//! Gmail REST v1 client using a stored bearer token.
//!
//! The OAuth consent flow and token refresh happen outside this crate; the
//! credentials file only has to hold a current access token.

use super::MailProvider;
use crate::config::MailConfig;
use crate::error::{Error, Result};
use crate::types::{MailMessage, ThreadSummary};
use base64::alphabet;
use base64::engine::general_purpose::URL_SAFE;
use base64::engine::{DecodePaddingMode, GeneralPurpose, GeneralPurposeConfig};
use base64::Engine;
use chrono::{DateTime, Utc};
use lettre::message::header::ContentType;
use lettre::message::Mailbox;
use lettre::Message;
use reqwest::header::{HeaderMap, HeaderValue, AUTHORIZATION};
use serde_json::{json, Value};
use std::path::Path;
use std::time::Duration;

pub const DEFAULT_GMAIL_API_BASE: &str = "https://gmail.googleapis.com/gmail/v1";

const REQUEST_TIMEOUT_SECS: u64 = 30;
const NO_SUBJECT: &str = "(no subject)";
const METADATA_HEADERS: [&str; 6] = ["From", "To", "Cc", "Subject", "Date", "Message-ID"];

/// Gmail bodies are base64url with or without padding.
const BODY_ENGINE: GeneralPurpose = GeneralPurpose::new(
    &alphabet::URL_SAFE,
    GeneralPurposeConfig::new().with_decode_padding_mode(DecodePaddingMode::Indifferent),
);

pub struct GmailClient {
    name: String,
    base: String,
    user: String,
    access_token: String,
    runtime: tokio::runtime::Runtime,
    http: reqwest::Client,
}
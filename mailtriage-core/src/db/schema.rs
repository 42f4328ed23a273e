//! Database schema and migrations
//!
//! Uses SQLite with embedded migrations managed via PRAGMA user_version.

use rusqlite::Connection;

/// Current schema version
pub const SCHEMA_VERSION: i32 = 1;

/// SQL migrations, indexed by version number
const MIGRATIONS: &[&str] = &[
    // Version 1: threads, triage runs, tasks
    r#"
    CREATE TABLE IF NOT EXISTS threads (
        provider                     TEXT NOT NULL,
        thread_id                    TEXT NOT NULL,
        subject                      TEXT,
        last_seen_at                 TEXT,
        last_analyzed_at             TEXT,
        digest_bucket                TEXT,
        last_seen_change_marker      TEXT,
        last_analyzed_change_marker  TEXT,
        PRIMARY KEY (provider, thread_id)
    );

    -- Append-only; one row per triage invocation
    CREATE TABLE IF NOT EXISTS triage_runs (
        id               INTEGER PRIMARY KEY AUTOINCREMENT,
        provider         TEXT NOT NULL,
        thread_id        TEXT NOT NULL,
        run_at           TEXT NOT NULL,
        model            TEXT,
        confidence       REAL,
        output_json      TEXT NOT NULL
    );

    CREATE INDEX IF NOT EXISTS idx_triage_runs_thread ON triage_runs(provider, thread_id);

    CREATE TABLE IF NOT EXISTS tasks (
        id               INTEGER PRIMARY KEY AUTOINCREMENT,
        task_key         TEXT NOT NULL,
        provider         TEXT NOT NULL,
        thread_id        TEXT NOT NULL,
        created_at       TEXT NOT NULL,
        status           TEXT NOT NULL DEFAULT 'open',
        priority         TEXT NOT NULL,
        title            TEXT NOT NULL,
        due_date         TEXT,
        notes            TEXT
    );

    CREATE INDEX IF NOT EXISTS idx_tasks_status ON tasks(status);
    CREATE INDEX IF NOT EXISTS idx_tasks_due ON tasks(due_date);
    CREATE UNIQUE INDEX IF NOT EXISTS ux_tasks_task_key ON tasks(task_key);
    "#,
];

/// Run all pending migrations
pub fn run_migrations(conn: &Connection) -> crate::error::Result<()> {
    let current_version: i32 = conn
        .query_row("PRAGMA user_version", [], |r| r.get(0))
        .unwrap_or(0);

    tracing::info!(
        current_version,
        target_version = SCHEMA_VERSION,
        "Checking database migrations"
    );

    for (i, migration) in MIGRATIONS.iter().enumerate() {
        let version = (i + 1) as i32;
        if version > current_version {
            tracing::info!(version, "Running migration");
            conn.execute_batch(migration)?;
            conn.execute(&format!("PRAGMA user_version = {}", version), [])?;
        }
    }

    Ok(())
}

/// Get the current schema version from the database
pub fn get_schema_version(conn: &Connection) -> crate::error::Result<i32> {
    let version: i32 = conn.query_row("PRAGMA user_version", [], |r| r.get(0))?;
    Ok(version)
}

● ● ● ● ● ● ●

§ WHAT YOU HAVE TO DO
Please copy each entry. Leave nothing out.

§ YOUR RESPONSE
//! Gmail REST v1 client using a stored bearer token.
//!
//! The OAuth consent flow and token refresh happen outside this crate; the
//! credentials file only has to hold a current access token.

use super::MailProvider;
use crate::config::MailConfig;
use crate::error::{Error, Result};
use crate::types::{MailMessage, ThreadSummary};
use base64::alphabet;
use base64::engine::general_purpose::URL_SAFE;
use base64::engine::{DecodePaddingMode, GeneralPurpose, GeneralPurposeConfig};
use base64::Engine;
use chrono::{DateTime, Utc};
use lettre::message::header::ContentType;
use lettre::message::Mailbox;
use lettre::Message;
use reqwest::header::{HeaderMap, HeaderValue, AUTHORIZATION};
use serde_json::{json, Value};
use std::path::Path;
use std::time::Duration;

pub const DEFAULT_GMAIL_API_BASE: &str = "https://gmail.googleapis.com/gmail/v1";

const REQUEST_TIMEOUT_SECS: u64 = 30;
const NO_SUBJECT: &str = "(no subject)";
const METADATA_HEADERS: [&str; 6] = ["From", "To", "Cc", "Subject", "Date", "Message-ID"];

/// Gmail bodies are base64url with or without padding.
const BODY_ENGINE: GeneralPurpose = GeneralPurpose::new(
    &alphabet::URL_SAFE,
    GeneralPurposeConfig::new().with_decode_padding_mode(DecodePaddingMode::Indifferent),
);

pub struct GmailClient {
    name: String,
    base: String,
    user: String,
    access_token: String,
    runtime: tokio::runtime::Runtime,
    http: reqwest::Client,
}
filename mailtriage-core/src/db/schema.rs
repository 42f4328ed23a273e
//! Database schema and migrations
//!
//! Uses SQLite with embedded migrations managed via PRAGMA user_version.

use rusqlite::Connection;

/// Current schema version
pub const SCHEMA_VERSION: i32 = 1;

/// SQL migrations, indexed by version number
const MIGRATIONS: &[&str] = &[
    // Version 1: threads, triage runs, tasks
    r#"
    CREATE TABLE IF NOT EXISTS threads (
        provider                     TEXT NOT NULL,
        thread_id                    TEXT NOT NULL,
        subject                      TEXT,
        last_seen_at                 TEXT,
        last_analyzed_at             TEXT,
        digest_bucket                TEXT,
        last_seen_change_marker      TEXT,
        last_analyzed_change_marker  TEXT,
        PRIMARY KEY (provider, thread_id)
    );

    -- Append-only; one row per triage invocation
    CREATE TABLE IF NOT EXISTS triage_runs (
        id               INTEGER PRIMARY KEY AUTOINCREMENT,
        provider         TEXT NOT NULL,
        thread_id        TEXT NOT NULL,
        run_at           TEXT NOT NULL,
        model            TEXT,
        confidence       REAL,
        output_json      TEXT NOT NULL
    );

    CREATE INDEX IF NOT EXISTS idx_triage_runs_thread ON triage_runs(provider, thread_id);

    CREATE TABLE IF NOT EXISTS tasks (
        id               INTEGER PRIMARY KEY AUTOINCREMENT,
        task_key         TEXT NOT NULL,
        provider         TEXT NOT NULL,
        thread_id        TEXT NOT NULL,
        created_at       TEXT NOT NULL,
        status           TEXT NOT NULL DEFAULT 'open',
        priority         TEXT NOT NULL,
        title            TEXT NOT NULL,
        due_date         TEXT,
        notes            TEXT
    );

    CREATE INDEX IF NOT EXISTS idx_tasks_status ON tasks(status);
    CREATE INDEX IF NOT EXISTS idx_tasks_due ON tasks(due_date);
    CREATE UNIQUE INDEX IF NOT EXISTS ux_tasks_task_key ON tasks(task_key);
    "#,
];

/// Run all pending migrations
pub fn run_migrations(conn: &Connection) -> crate::error::Result<()> {
    let current_version: i32 = conn
        .query_row("PRAGMA user_version", [], |r| r.get(0))
        .unwrap_or(0);

    tracing::info!(
        current_version,
        target_version = SCHEMA_VERSION,
        "Checking database migrations"
    );

    for (i, migration) in MIGRATIONS.iter().enumerate() {
        let version = (i + 1) as i32;
        if version > current_version {
            tracing::info!(version, "Running migration");
            conn.execute_batch(migration)?;
            conn.execute(&format!("PRAGMA user_version = {}", version), [])?;
        }
    }

    Ok(())
}

/// Get the current schema version from the database
pub fn get_schema_version(conn: &Connection) -> crate::error::Result<i32> {
    let version: i32 = conn.query_row("PRAGMA user_version", [], |r| r.get(0))?;
    Ok(version)
}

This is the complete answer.